Baseball fans who appreciate the majesty of the Biblical tradition and its influence on world culture are likely to delight in the pun that appears in the title of this post: We can say that the Torah (in its most common English translation) asserts itself right off the bat (another pun, intended) as a treatise on the holiness of baseball. Its initial words are “In the big inning.”

So, as baseball teams march closer towards the end of their pursuit of a championship and our global Jewish “team” begins its annual journey through our sacred writings, I’d like to reflect on the majesty of this sport and relate it to Torah. How can some of baseball’s qualities inform our quest for meaning and inspire us in exploring our own big innings–and beginnings?

First, I should make clear that I have no intention to attempt to prove that there is anything inherently religious, divine, or magical about a sport. It is a game and it is rooted in competition, a feature of reality that often stands in contrast to cooperation, the latter usually and rightly considered the more proper feature in manifesting holiness . But I do believe that the basic structure of baseball and the way it has evolved, especially in the American imagination, lend itself very well–not unlike Torah–to analogies that we can apply to life more broadly, with uplifting results.

The primary poetic feature of baseball that makes it fit for religious interpretation is the manner in which a team scores. Unlike the two other main approaches to competition–the linear, battlefield approach (one team or player attempts to invade or conquer another’s territory), or the acquisitional approach (opponents are both attempting to reach a goal simultaneously and the victor is the one who gets there first, thus claiming that ground exclusively for herself or her team)–baseball’s approach is restorative: It’s about return, about coming home. Literally, every score in the game is completely the result of a player starting out in a given spot, journeying outwards, and completing a successful circuit (usually with the help of teammates), returning safely to the place of origin. Yet, the safe return bestows upon the team a new status–the accomplishment earns the reward of a run, a unit of transformation that becomes the building block of victory. The only trick is that this team also must play the foil–it must attempt to prevent its opponent from achieving a higher number of successful returns home.

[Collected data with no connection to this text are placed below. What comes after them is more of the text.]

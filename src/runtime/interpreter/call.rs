//! Method dispatch, blocks and argument binding

use super::{declare_var, new_env, Env, EvalResult, Exec, Frame, MethodCtx, Unwind};
use crate::frontend::parser::ast::{Arg, BlockArg, BlockDef, CallExpr, MethodDef, Params};
use crate::runtime::builtins::range;
use crate::runtime::class::{Class, Method};
use crate::runtime::value::{Args, ProcBody, ProcValue, Value};
use std::rc::Rc;

/// Result of a method lookup
#[derive(Debug, Clone)]
pub struct Found {
    pub owner: Rc<Class>,
    pub method: Method,
    /// Found among singleton methods
    pub singleton: bool,
}

impl<'a> Exec<'a> {
    /// Singleton methods of a class receiver first, then the instance
    /// methods of the receiver's class.
    pub fn find_method(
        &self,
        recv: &Value,
        name: &str,
    ) -> Option<Found> {
        if let Value::Class(class) = recv {
            if let Some((owner, method)) = class.find_singleton_method(name) {
                return Some(Found {
                    owner,
                    method,
                    singleton: true,
                });
            }
        }
        self.class_of(recv)
            .find_method(name)
            .map(|(owner, method)| Found {
                owner,
                method,
                singleton: false,
            })
    }

    pub fn responds_to(
        &self,
        recv: &Value,
        name: &str,
    ) -> bool {
        self.find_method(recv, name).is_some()
    }

    pub fn call_method(
        &mut self,
        recv: &Value,
        name: &str,
        args: Args,
        block: Option<Value>,
    ) -> EvalResult<Value> {
        match self.find_method(recv, name) {
            Some(found) => self.invoke(recv, found, args, block),
            None => self.method_missing(recv, name, args, block),
        }
    }

    /// Ranges and hashes borrow the enumerable methods of `Array`.
    fn method_missing(
        &mut self,
        recv: &Value,
        name: &str,
        args: Args,
        block: Option<Value>,
    ) -> EvalResult<Value> {
        let borrows_array = self.interp.core.array.find_method(name).is_some();
        let items = match recv {
            Value::Range(r) if borrows_array => Some(range::items(self, r)?),
            Value::Hash(hash) if borrows_array => Some(hash.borrow().pairs()),
            _ => None,
        };
        if let Some(items) = items {
            return self.call_method(&Value::array(items), name, args, block);
        }
        let message = format!("undefined method '{}' for {}", name, self.describe(recv));
        self.raise("NoMethodError", message)
    }

    fn invoke(
        &mut self,
        recv: &Value,
        found: Found,
        args: Args,
        block: Option<Value>,
    ) -> EvalResult<Value> {
        match found.method {
            Method::Native(f) => f(self, recv, args, block),
            Method::User(def) => {
                self.invoke_user(recv, &found.owner, &def, found.singleton, args, block)
            }
            Method::AttrReader(ivar) => {
                self.check_args(args.len(), 0, Some(0))?;
                Ok(self.ivar_get(recv, &ivar))
            }
            Method::AttrWriter(ivar) => {
                self.check_args(args.len(), 1, Some(1))?;
                let value = args.into_iter().next().unwrap_or_default();
                self.ivar_set(recv, &ivar, value)
            }
        }
    }

    fn invoke_user(
        &mut self,
        recv: &Value,
        owner: &Rc<Class>,
        def: &Rc<MethodDef>,
        singleton: bool,
        args: Args,
        block: Option<Value>,
    ) -> EvalResult<Value> {
        let id = self.next_id();
        let frame = Frame {
            self_value: recv.clone(),
            def_target: owner.clone(),
            block: block.clone(),
            method: Some(Rc::new(MethodCtx {
                owner: owner.clone(),
                name: def.name.clone(),
                args: args.clone(),
                singleton,
            })),
            id,
            block_tag: None,
            returnable: true,
        };
        let env = new_env(None);
        let result = self.with_frame(frame, |exec| {
            exec.bind_params(&def.params, args, block, &env, true)?;
            exec.eval_begin(&def.body, &env)
        });
        match result {
            Err(Unwind::Return { frame, value }) if frame == id => Ok(value),
            other => other,
        }
    }

    /// Raise `ArgumentError` unless `min <= given <= max`.
    pub fn check_args(
        &self,
        given: usize,
        min: usize,
        max: Option<usize>,
    ) -> EvalResult<()> {
        let fits = given >= min && max.map_or(true, |max| given <= max);
        if fits {
            return Ok(());
        }
        let expected = match max {
            Some(max) if max == min => min.to_string(),
            Some(max) => format!("{}..{}", min, max),
            None => format!("{}+", min),
        };
        self.raise(
            "ArgumentError",
            format!("wrong number of arguments (given {}, expected {})", given, expected),
        )
    }

    /// Bind arguments to parameters in `env`. Methods and lambdas check
    /// the count; blocks pad with `nil`, drop extras and spread a single
    /// array over several parameters.
    fn bind_params(
        &mut self,
        params: &Params,
        args: Args,
        block: Option<Value>,
        env: &Env,
        strict: bool,
    ) -> EvalResult<()> {
        let required = params.required.len();
        let optional = params.optional.len();
        let mut args = args.into_vec();
        if strict {
            let max = match params.rest {
                Some(_) => None,
                None => Some(required + optional),
            };
            self.check_args(args.len(), required, max)?;
        } else if args.len() == 1
            && (required + optional > 1 || (required > 0 && params.rest.is_some()))
        {
            if let Some(items) = args[0].array_items() {
                args = items;
            }
        }
        let mut args = args.into_iter();
        for name in &params.required {
            declare_var(env, name, args.next().unwrap_or_default());
        }
        for (name, default) in &params.optional {
            let value = match args.next() {
                Some(value) => value,
                None => self.eval_expr(default, env)?,
            };
            declare_var(env, name, value);
        }
        if let Some(rest) = &params.rest {
            declare_var(env, rest, Value::array(args.collect()));
        }
        if let Some(name) = &params.block {
            declare_var(env, name, block.unwrap_or_default());
        }
        Ok(())
    }

    // ---- blocks ----

    fn make_block(
        &mut self,
        def: &Rc<BlockDef>,
        env: &Env,
    ) -> (Value, usize) {
        let tag = self.next_id();
        let proc = ProcValue {
            body: ProcBody::Block {
                def: def.clone(),
                env: env.clone(),
                frame: self.frame(),
            },
            lambda: false,
            tag,
        };
        (Value::Proc(Rc::new(proc)), tag)
    }

    /// The block passed to a call, and the tag a `break` out of a literal
    /// block carries.
    fn block_arg(
        &mut self,
        block: Option<&BlockArg>,
        env: &Env,
    ) -> EvalResult<(Option<Value>, Option<usize>)> {
        match block {
            None => Ok((None, None)),
            Some(BlockArg::Literal(def)) => {
                let (proc, tag) = self.make_block(def, env);
                Ok((Some(proc), Some(tag)))
            }
            Some(BlockArg::Pass(expr)) => match self.eval_expr(expr, env)? {
                Value::Nil => Ok((None, None)),
                proc @ Value::Proc(_) => Ok((Some(proc), None)),
                Value::Sym(name) => Ok((Some(self.symbol_proc(name)), None)),
                other => {
                    let class = self.class_of(&other);
                    self.raise(
                        "TypeError",
                        format!("wrong argument type {} (expected Proc)", class.name),
                    )
                }
            },
        }
    }

    /// `&:name` as a proc
    pub fn symbol_proc(
        &mut self,
        name: Rc<str>,
    ) -> Value {
        let tag = self.next_id();
        Value::Proc(Rc::new(ProcValue {
            body: ProcBody::Symbol(name),
            lambda: false,
            tag,
        }))
    }

    /// Invoke a block, proc or lambda.
    pub fn call_proc(
        &mut self,
        proc: &Rc<ProcValue>,
        args: Args,
        block: Option<Value>,
    ) -> EvalResult<Value> {
        let (def, env, frame) = match &proc.body {
            ProcBody::Symbol(name) => {
                let mut args = args.into_iter();
                let Some(recv) = args.next() else {
                    return self.raise("ArgumentError", "no receiver given");
                };
                return self.call_method(&recv, name, args.collect(), block);
            }
            ProcBody::Block { def, env, frame } => (def.clone(), env.clone(), frame.clone()),
        };
        let mut frame = (*frame).clone();
        frame.block_tag = Some(proc.tag);
        if proc.lambda {
            frame.id = self.next_id();
            frame.returnable = true;
        } else {
            frame.returnable = false;
        }
        let id = frame.id;
        let lambda = proc.lambda;
        let scope = new_env(Some(env));
        let result = self.with_frame(frame, |exec| {
            exec.bind_params(&def.params, args, block, &scope, lambda)?;
            exec.eval_body(&def.body, &scope)
        });
        match result {
            Err(Unwind::Next(value)) => Ok(value),
            Err(Unwind::Return { frame, value }) if lambda && frame == id => Ok(value),
            Err(Unwind::Break {
                tag: Some(tag),
                value,
            }) if lambda && tag == proc.tag => Ok(value),
            other => other,
        }
    }

    /// Call a block value with arguments.
    pub fn call_block(
        &mut self,
        block: &Value,
        args: Args,
    ) -> EvalResult<Value> {
        match block {
            Value::Proc(proc) => self.call_proc(proc, args, None),
            other => self.call_method(other, "call", args, None),
        }
    }

    pub(crate) fn yield_block(
        &mut self,
        args: Args,
    ) -> EvalResult<Value> {
        match self.frame().block.clone() {
            Some(block) => self.call_block(&block, args),
            None => self.raise("LocalJumpError", "no block given (yield)"),
        }
    }

    // ---- call expressions ----

    pub(crate) fn eval_call(
        &mut self,
        call: &CallExpr,
        env: &Env,
    ) -> EvalResult<Value> {
        let recv = match &call.recv {
            Some(expr) => self.eval_expr(expr, env)?,
            None => self.self_value(),
        };
        if call.vcall && !self.responds_to(&recv, &call.name) {
            let message = format!(
                "undefined local variable or method '{}' for {}",
                call.name,
                self.describe(&recv)
            );
            return self.raise("NameError", message);
        }
        let args = self.eval_args(&call.args, env)?;
        let (block, tag) = self.block_arg(call.block.as_ref(), env)?;
        let result = self.call_method(&recv, &call.name, args, block);
        catch_break(result, tag)
    }

    pub(crate) fn eval_super(
        &mut self,
        args: Option<&[Arg]>,
        block: Option<&BlockArg>,
        env: &Env,
    ) -> EvalResult<Value> {
        let frame = self.frame();
        let Some(ctx) = frame.method.clone() else {
            return self.raise("RuntimeError", "super called outside of method");
        };
        let args = match args {
            Some(args) => self.eval_args(args, env)?,
            None => ctx.args.clone(),
        };
        let (block, tag) = match block {
            Some(block) => self.block_arg(Some(block), env)?,
            None => (frame.block.clone(), None),
        };
        let parent = ctx.owner.superclass.clone();
        let found = if ctx.singleton {
            parent
                .as_ref()
                .and_then(|parent| parent.find_singleton_method(&ctx.name))
                .map(|(owner, method)| Found {
                    owner,
                    method,
                    singleton: true,
                })
                .or_else(|| {
                    self.interp
                        .core
                        .class
                        .find_method(&ctx.name)
                        .map(|(owner, method)| Found {
                            owner,
                            method,
                            singleton: false,
                        })
                })
        } else {
            parent
                .as_ref()
                .and_then(|parent| parent.find_method(&ctx.name))
                .map(|(owner, method)| Found {
                    owner,
                    method,
                    singleton: false,
                })
        };
        let Some(found) = found else {
            let message = format!(
                "super: no superclass method '{}' for {}",
                ctx.name,
                self.describe(&frame.self_value)
            );
            return self.raise("NoMethodError", message);
        };
        let result = self.invoke(&frame.self_value, found, args, block);
        catch_break(result, tag)
    }
}

/// A `break` out of the literal block given to this call ends the call.
fn catch_break(
    result: EvalResult<Value>,
    tag: Option<usize>,
) -> EvalResult<Value> {
    match (result, tag) {
        (
            Err(Unwind::Break {
                tag: Some(broken),
                value,
            }),
            Some(tag),
        ) if broken == tag => Ok(value),
        (result, _) => result,
    }
}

Note that there is no conquest of “foreign territory” and no stealing of something that the other party in the journey has any access to. A runner ventures away from home but for the purpose of making it back. The journey is driven by the idea that the return will elevate the runner and his companions, that–to borrow basic language from this seemingly universal literary device–it will signal some growth or maturity to a new level of being, a greater understanding of self, and a greater fulfillment of purpose that benefits the collective.

These elements lead us to some of the critical features we find at the very beginning of the Torah. The most prominent theme of homecoming is the expulsion of Adam and Eve from their idyllic starting point, the garden of earth and vegetation that exists outside of time (note that baseball, inside its pastoral boundaries, has no clock!). The real challenges to the heroes begin after their acquisition of knowledge, which sends them into a life of toil and hardship and a hope of a future return to the Garden. Our sages teach that our experiences of true joy and connection, most notably under the chuppah at Jewish weddings and in the shelter of Shabbat, are the glimpses of eternity that the Garden symbolizes. They are our homecomings.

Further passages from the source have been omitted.